- [What the task asks]: Should the word "fractional" occur in a line of the records, copy that line.

(Dataset excerpts)
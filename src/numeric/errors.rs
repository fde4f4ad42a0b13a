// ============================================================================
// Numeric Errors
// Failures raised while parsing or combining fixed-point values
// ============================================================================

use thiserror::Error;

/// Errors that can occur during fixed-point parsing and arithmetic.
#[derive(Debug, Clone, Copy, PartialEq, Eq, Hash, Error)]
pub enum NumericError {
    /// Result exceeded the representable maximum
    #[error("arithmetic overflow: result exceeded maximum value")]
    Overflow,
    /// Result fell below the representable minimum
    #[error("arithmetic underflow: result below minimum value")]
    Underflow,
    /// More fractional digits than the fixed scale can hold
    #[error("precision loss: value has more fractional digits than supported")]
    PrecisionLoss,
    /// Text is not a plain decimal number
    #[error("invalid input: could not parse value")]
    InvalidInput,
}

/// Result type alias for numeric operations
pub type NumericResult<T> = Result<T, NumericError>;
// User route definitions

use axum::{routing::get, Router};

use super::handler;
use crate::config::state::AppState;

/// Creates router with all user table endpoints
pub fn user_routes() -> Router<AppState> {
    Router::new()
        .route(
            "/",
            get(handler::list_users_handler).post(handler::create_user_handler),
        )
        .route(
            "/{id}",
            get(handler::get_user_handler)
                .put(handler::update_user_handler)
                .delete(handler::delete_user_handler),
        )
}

- [Task answer]:
    /// More fractional digits than the fixed scale can hold
    #[error("precision loss: value has more fractional digits than supported")]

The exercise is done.